Stored data

Content starts

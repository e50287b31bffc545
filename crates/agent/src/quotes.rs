use std::str::FromStr;
use std::sync::Arc;

use async_trait::async_trait;
use rust_decimal::Decimal;
use serde_json::Value;

use rfpdesk_core::collaborators::{ExtractedQuote, QuoteExtractionError, QuoteExtractor};

use crate::conversation::{currency_code, parse_money};
use crate::llm::{extract_json_object, LlmClient};

const DEFAULT_CURRENCY: &str = "USD";

const PRICE_WORDS: [&str; 14] = [
    "price", "priced", "quote", "quoted", "quotation", "cost", "costs", "charge", "total", "for",
    "at", "amount", "offer", "give",
];

/// Reads amounts written with currency symbols, codes or words, `k`/`m` suffixes and
/// thousands separators. Bare numbers count only next to a price word. The largest
/// amount found is the primary quote.
#[derive(Clone, Copy, Debug, Default)]
pub struct HeuristicQuoteExtractor;

#[derive(Clone, Debug, PartialEq, Eq)]
pub struct QuoteCandidate {
    pub amount: Decimal,
    pub currency: Option<&'static str>,
}

impl HeuristicQuoteExtractor {
    pub fn candidates(&self, text: &str) -> Vec<QuoteCandidate> {
        let tokens = text
            .split_whitespace()
            .map(|raw| {
                raw.trim_matches(|c: char| matches!(c, ',' | ';' | ':' | '!' | '?' | '(' | ')' | '"' | '*'))
                    .trim_end_matches('.')
                    .to_lowercase()
            })
            .filter(|token| !token.is_empty())
            .collect::<Vec<_>>();

        let mut candidates = Vec::new();
        for (index, token) in tokens.iter().enumerate() {
            // `usd5000` and `5000usd`
            let (token, glued) = split_glued_code(token);
            let Some((amount, symbol)) = parse_money(token) else {
                continue;
            };
            let neighbour = |offset: isize| {
                index
                    .checked_add_signed(offset)
                    .and_then(|position| tokens.get(position))
                    .and_then(|word| currency_code(word))
            };
            let currency = symbol.or(glued).or_else(|| neighbour(1)).or_else(|| neighbour(-1));
            let priced = tokens[index.saturating_sub(3)..index]
                .iter()
                .any(|word| PRICE_WORDS.contains(&word.as_str()));
            if currency.is_some() || priced {
                candidates.push(QuoteCandidate { amount, currency });
            }
        }
        candidates
    }
}

#[async_trait]
impl QuoteExtractor for HeuristicQuoteExtractor {
    async fn extract(&self, text: &str) -> Result<ExtractedQuote, QuoteExtractionError> {
        let primary = self
            .candidates(text)
            .into_iter()
            .max_by(|left, right| left.amount.cmp(&right.amount))
            .ok_or(QuoteExtractionError::NoAmount)?;
        Ok(ExtractedQuote {
            amount: Some(primary.amount),
            currency: Some(primary.currency.unwrap_or(DEFAULT_CURRENCY).to_string()),
        })
    }
}

fn split_glued_code(token: &str) -> (&str, Option<&'static str>) {
    for code in ["usd", "eur", "gbp", "inr"] {
        if let Some(rest) = token.strip_prefix(code).filter(|rest| rest.starts_with(|c: char| c.is_ascii_digit())) {
            return (rest, currency_code(code));
        }
        if let Some(rest) = token.strip_suffix(code).filter(|rest| rest.ends_with(|c: char| c.is_ascii_digit())) {
            return (rest, currency_code(code));
        }
    }
    (token, None)
}

/// Asks the model for `primary_quotation {amount, currency}`.
pub struct LlmQuoteExtractor {
    llm: Arc<dyn LlmClient>,
}

impl LlmQuoteExtractor {
    pub fn new(llm: Arc<dyn LlmClient>) -> Self {
        Self { llm }
    }

    fn prompt(text: &str) -> String {
        format!(
            "Extract the quoted price from this vendor reply to a request for proposal.\n\n\
             Email text:\n{text}\n\n\
             Reply with JSON: {{\"quotations\": [{{\"amount\": \"40000.00\", \"currency\": \"USD\", \"context\": \"...\"}}], \
             \"primary_quotation\": {{\"amount\": \"40000.00\", \"currency\": \"USD\"}}}}\n\
             Amounts carry no symbols or separators. Currencies are ISO codes; assume USD when none is stated.\n\
             The primary quotation is the largest or most important amount. \
             Use \"primary_quotation\": null when the reply names no price."
        )
    }
}

#[async_trait]
impl QuoteExtractor for LlmQuoteExtractor {
    async fn extract(&self, text: &str) -> Result<ExtractedQuote, QuoteExtractionError> {
        if text.trim().is_empty() {
            return Err(QuoteExtractionError::NoAmount);
        }
        let raw = self
            .llm
            .complete(&Self::prompt(text))
            .await
            .map_err(|error| QuoteExtractionError::Unavailable(format!("{error:#}")))?;
        let parsed = extract_json_object(&raw)
            .ok_or_else(|| QuoteExtractionError::Malformed("reply carried no JSON object".to_string()))?;

        let primary = match parsed.get("primary_quotation") {
            None | Some(Value::Null) => return Err(QuoteExtractionError::NoAmount),
            Some(primary) => primary,
        };
        let amount = match primary.get("amount") {
            Some(Value::String(raw)) => Decimal::from_str(&raw.replace(',', ""))
                .map_err(|_| QuoteExtractionError::Malformed(format!("amount `{raw}`")))?,
            Some(Value::Number(number)) => Decimal::from_str(&number.to_string())
                .map_err(|_| QuoteExtractionError::Malformed(format!("amount `{number}`")))?,
            _ => return Err(QuoteExtractionError::NoAmount),
        };
        if amount <= Decimal::ZERO {
            let reason = format!("amount `{amount}` is not positive");
            return Err(QuoteExtractionError::Malformed(reason));
        }
        let currency = primary
            .get("currency")
            .and_then(Value::as_str)
            .map(|code| code.trim().to_uppercase())
            .filter(|code| !code.is_empty())
            .unwrap_or_else(|| DEFAULT_CURRENCY.to_string());
        Ok(ExtractedQuote { amount: Some(amount), currency: Some(currency) })
    }
}

#[cfg(test)]
mod tests {
    use std::str::FromStr;
    use std::sync::Arc;

    use rust_decimal::Decimal;

    use rfpdesk_core::collaborators::{QuoteExtractionError, QuoteExtractor};

    use super::{HeuristicQuoteExtractor, LlmQuoteExtractor};
    use crate::llm::tests::ScriptedLlm;

    fn decimal(raw: &str) -> Decimal {
        Decimal::from_str(raw).expect("decimal")
    }

    #[tokio::test]
    async fn heuristic_reads_common_price_phrasings() {
        let cases = [
            ("We can do $14,500 for the full order.", "14500", "USD"),
            ("Our price is 15k EUR, delivery in 3 weeks", "15000", "EUR"),
            ("Total: 1,200.50 pounds", "1200.50", "GBP"),
            ("I can give you the lot for 40000", "40000", "USD"),
            ("Quote attached: INR 2.5m including taxes", "2500000", "INR"),
            ("usd9800 all in", "9800", "USD"),
        ];
        for (text, amount, currency) in cases {
            let quote = HeuristicQuoteExtractor.extract(text).await.expect(text);
            assert_eq!(quote.amount, Some(decimal(amount)), "{text}");
            assert_eq!(quote.currency.as_deref(), Some(currency), "{text}");
        }
    }

    #[tokio::test]
    async fn heuristic_picks_the_largest_amount_and_ignores_bare_numbers() {
        let quote = HeuristicQuoteExtractor
            .extract("Option A is $900 per unit, the full batch of 20 comes to $18,000.")
            .await
            .expect("quote");
        assert_eq!(quote.amount, Some(decimal("18000")));

        let error = HeuristicQuoteExtractor
            .extract("Thanks, we will revert with 2 options by Friday.")
            .await
            .expect_err("no price");
        assert_eq!(error, QuoteExtractionError::NoAmount);
    }

    #[tokio::test]
    async fn heuristic_treats_out_of_range_amounts_as_no_amount() {
        for text in [
            "Our price is $79228162514264337593543950m",
            "Quoted at 792281625142643375935439504k USD",
            "Total: $79228162514264337593543950336",
            "We can do it for $0",
            "Our price is -500 USD",
        ] {
            assert_eq!(
                HeuristicQuoteExtractor.extract(text).await,
                Err(QuoteExtractionError::NoAmount),
                "{text}"
            );
        }

        let quote = HeuristicQuoteExtractor
            .extract("Total: $79228162514264337593543950335 or $79228162514264337593543950m")
            .await
            .expect("largest representable amount");
        assert_eq!(quote.amount, Some(Decimal::MAX));
    }

    #[tokio::test]
    async fn llm_extractor_rejects_non_positive_amounts() {
        let llm = ScriptedLlm::replying(&[
            "{\"primary_quotation\": {\"amount\": 0, \"currency\": \"USD\"}}",
            "{\"primary_quotation\": {\"amount\": \"-1200\"}}",
        ]);
        let extractor = LlmQuoteExtractor::new(Arc::new(llm));

        assert!(matches!(extractor.extract("free").await, Err(QuoteExtractionError::Malformed(_))));
        assert!(matches!(extractor.extract("refund").await, Err(QuoteExtractionError::Malformed(_))));
    }

    #[tokio::test]
    async fn llm_extractor_reads_primary_quotation() {
        let llm = ScriptedLlm::replying(&[
            "{\"quotations\": [], \"primary_quotation\": {\"amount\": \"12,000.00\", \"currency\": \"eur\"}}",
            "{\"quotations\": [], \"primary_quotation\": null}",
            "{\"primary_quotation\": {\"amount\": \"about twelve\"}}",
        ]);
        let extractor = LlmQuoteExtractor::new(Arc::new(llm));

        let quote = extractor.extract("12k euros").await.expect("quote");
        assert_eq!(quote.amount, Some(decimal("12000")));
        assert_eq!(quote.currency.as_deref(), Some("EUR"));
        assert_eq!(extractor.extract("no price").await, Err(QuoteExtractionError::NoAmount));
        assert!(matches!(extractor.extract("odd").await, Err(QuoteExtractionError::Malformed(_))));
    }
}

Content ends

Work required: Filter the records above for lines with "QuoteCandidate".

Response to this exercise:
pub struct QuoteCandidate {
    pub fn candidates(&self, text: &str) -> Vec<QuoteCandidate> {
                candidates.push(QuoteCandidate { amount, currency });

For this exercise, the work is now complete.